When asked about his long-term plans on turning professional, Guan said there’s no need to rush.

“I’ve not decided yet,” he said. “But it won't be too early because there's still a lot of things to learn to improve.”

Guan said earlier in the week that he brought homework with him to Augusta. When asked if he was able to keep up with it, he said “probably tonight,” and then smiled.

He got the whole press room laughing when a reporter asked “What classes do you take?”

“(In) China, you didn't take class; they give you the class,” he said. “So there's a lot.”

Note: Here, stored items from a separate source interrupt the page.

impl LayoutStore {
    pub const DEFAULT_KEY: &'static str = "dashboard-layout";

    /// Create a store holding catalog defaults; call `load` to apply saved state
    pub fn new(catalog: Arc<Catalog>, storage: Arc<dyn KeyValueStorage>) -> Self {
        let instances = default_layout(&catalog);
        Self {
            catalog,
            storage,
            key: Self::DEFAULT_KEY.to_string(),
            instances,
            bus: None,
        }
    }

    pub fn with_key(mut self, key: impl Into<String>) -> Self {
        self.key = key.into();
        self
    }

    pub fn with_event_bus(mut self, bus: EventBus) -> Self {
        self.bus = Some(bus);
        self
    }

    pub fn catalog(&self) -> &Catalog {
        &self.catalog
    }

    pub fn key(&self) -> &str {
        &self.key
    }

    pub fn instances(&self) -> &[WidgetInstance] {
        &self.instances
    }

    pub fn get(&self, id: &str) -> Option<&WidgetInstance> {
        self.instances.iter().find(|w| w.id == id)
    }

    pub fn position(&self, id: &str) -> Option<usize> {
        self.instances.iter().position(|w| w.id == id)
    }

    /// Enabled widgets in rendering order
    pub fn enabled(&self) -> impl Iterator<Item = &WidgetInstance> {
        self.instances.iter().filter(|w| w.enabled)
    }

    /// Replace current state with the reconciled persisted layout.
    ///
    /// Missing, unreadable or malformed data yields catalog defaults.
    pub fn load(&mut self) -> &[WidgetInstance] {
        self.instances = match self.read_saved() {
            Some(saved) => reconcile(&self.catalog, &saved),
            None => default_layout(&self.catalog),
        };
        tracing::debug!(key = %self.key, widgets = self.instances.len(), "layout loaded");
        self.publish(DashboardEvent::LayoutLoaded);
        &self.instances
    }

    /// Adopt a whole layout; it is reconciled first so unknown ids and sizes never stick
    pub fn save(&mut self, instances: &[WidgetInstance]) {
        self.instances = reconcile(&self.catalog, instances);
        self.persist();
        self.publish(DashboardEvent::LayoutSaved);
    }

    pub fn toggle(&mut self, id: &str) -> bool {
        let Some(instance) = self.instances.iter_mut().find(|w| w.id == id) else {
            return false;
        };
        instance.enabled = !instance.enabled;
        let event = DashboardEvent::WidgetToggled {
            widget_id: instance.id.clone(),
            enabled: instance.enabled,
        };

        self.persist();
        self.publish(event);
        true
    }

    /// Step to the next size in the widget's cycle
    pub fn resize(&mut self, id: &str) -> bool {
        let Some(definition) = self.catalog.get(id) else {
            return false;
        };
        if definition.available_sizes.len() < 2 {
            return false;
        }
        let Some(instance) = self.instances.iter_mut().find(|w| w.id == id) else {
            return false;
        };

        instance.current_size = definition.next_size(&instance.current_size).clone();
        let event = DashboardEvent::WidgetResized {
            widget_id: instance.id.clone(),
            size: instance.current_size.clone(),
        };

        self.persist();
        self.publish(event);
        true
    }

    /// Move `from_id` to the index `to_id` holds, shifting the entries between them
    pub fn reorder(&mut self, from_id: &str, to_id: &str) -> bool {
        if from_id == to_id {
            return false;
        }
        let (Some(from), Some(to)) = (self.position(from_id), self.position(to_id)) else {
            return false;
        };

        let moved = self.instances.remove(from);
        self.instances.insert(to, moved);

        self.persist();
        self.publish(DashboardEvent::WidgetMoved {
            widget_id: from_id.to_string(),
            position: to,
        });
        true
    }

    /// Restore catalog order and defaults, writing them out immediately
    pub fn reset(&mut self) {
        self.instances = default_layout(&self.catalog);
        self.persist();
        self.publish(DashboardEvent::LayoutReset);
    }

    fn read_saved(&self) -> Option<Vec<WidgetInstance>> {
        let raw = match self.storage.get(&self.key) {
            Ok(raw) => raw?,
            Err(e) => {
                tracing::warn!(key = %self.key, error = %e, "layout storage unavailable");
                return None;
            }
        };

        match serde_json::from_str(&raw) {
            Ok(saved) => Some(saved),
            Err(e) => {
                tracing::warn!(key = %self.key, error = %e, "discarding malformed layout");
                None
            }
        }
    }

    fn persist(&self) {
        let blob = match serde_json::to_string(&self.instances) {
            Ok(blob) => blob,
            Err(e) => {
                tracing::warn!(key = %self.key, error = %e, "failed to serialize layout");
                return;
            }
        };
        if let Err(e) = self.storage.set(&self.key, &blob) {
            tracing::warn!(key = %self.key, error = %e, "failed to persist layout");
        }
    }

    fn publish(&self, event: DashboardEvent) {
        if let Some(bus) = &self.bus {
            bus.publish(event);
        }
    }
}

impl Reorder for LayoutStore {
    fn reorder(&mut self, from_id: &str, to_id: &str) -> bool {
        LayoutStore::reorder(self, from_id, to_id)
    }
}

impl std::fmt::Debug for LayoutStore {
    fn fmt(&self, f: &mut std::fmt::Formatter<'_>) -> std::fmt::Result {
        f.debug_struct("LayoutStore")
            .field("key", &self.key)
            .field("instances", &self.instances)
            .finish_non_exhaustive()
    }
}
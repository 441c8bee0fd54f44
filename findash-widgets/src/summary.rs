// findash-widgets/src/summary.rs
use findash_core::{ConfigBag, config_bag};

use crate::catalog::ids;
use crate::settings::{WidgetSettings, bool_or, text_or};

/// Balance overview across all accounts
#[derive(Debug, Clone, PartialEq, Eq)]
pub struct SummarySettings {
    /// ISO 4217 code the totals are shown in
    pub currency: String,
    pub show_percentages: bool,
}

impl Default for SummarySettings {
    fn default() -> Self {
        Self {
            currency: "USD".to_string(),
            show_percentages: true,
        }
    }
}

impl WidgetSettings for SummarySettings {
    const WIDGET_ID: &'static str = ids::SUMMARY;

    fn from_bag(bag: &ConfigBag) -> Self {
        let defaults = Self::default();
        Self {
            currency: text_or(bag, "currency", &defaults.currency),
            show_percentages: bool_or(bag, "showPercentages", defaults.show_percentages),
        }
    }

    fn to_bag(&self) -> ConfigBag {
        config_bag! {
            "currency" => self.currency.as_str(),
            "showPercentages" => self.show_percentages,
        }
    }
}

#[cfg(test)]
mod tests {
    use super::*;
    use findash_core::{ConfigStore, MemoryStorage};
    use std::sync::Arc;

    #[test]
    fn test_defaults_for_empty_bag() {
        assert_eq!(SummarySettings::from_bag(&ConfigBag::new()), SummarySettings::default());
    }

    #[test]
    fn test_reads_merged_partial_updates() {
        let mut store = ConfigStore::new(Arc::new(MemoryStorage::new()));
        store.load();
        store.update(ids::SUMMARY, config_bag! { "currency" => "EUR" });
        store.update(ids::SUMMARY, config_bag! { "showPercentages" => false });

        let settings = SummarySettings::load(&store);
        assert_eq!(settings.currency, "EUR");
        assert!(!settings.show_percentages);
    }

    #[test]
    fn test_save_keeps_unrelated_keys() {
        let mut store = ConfigStore::new(Arc::new(MemoryStorage::new()));
        store.update(ids::SUMMARY, config_bag! { "pinned" => true });

        SummarySettings::default().save(&mut store);
        assert_eq!(store.get(ids::SUMMARY).len(), 3);
        assert_eq!(SummarySettings::load(&store), SummarySettings::default());
    }
}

As for his shot of the week, Guan gave the nod to the 60-foot par putt he drained on No. 18 Saturday, though he had several impressive performances on 18. On Sunday, the crowd gave him a standing ovation as he walked off the green. He tossed his ball into the gallery.

The next time Guan tees it up in the Masters, he’s not likely to finish last in driving distance, as he did this week. He’ll be stronger, likely taller and some high-profile instructor will have that flat swing more upright. There’s much to look forward to from this young kid.

Earlier in the week, Guan said he hoped to come back to Augusta and win the Green Jacket. When might that happen?

“As soon as possible,” he said.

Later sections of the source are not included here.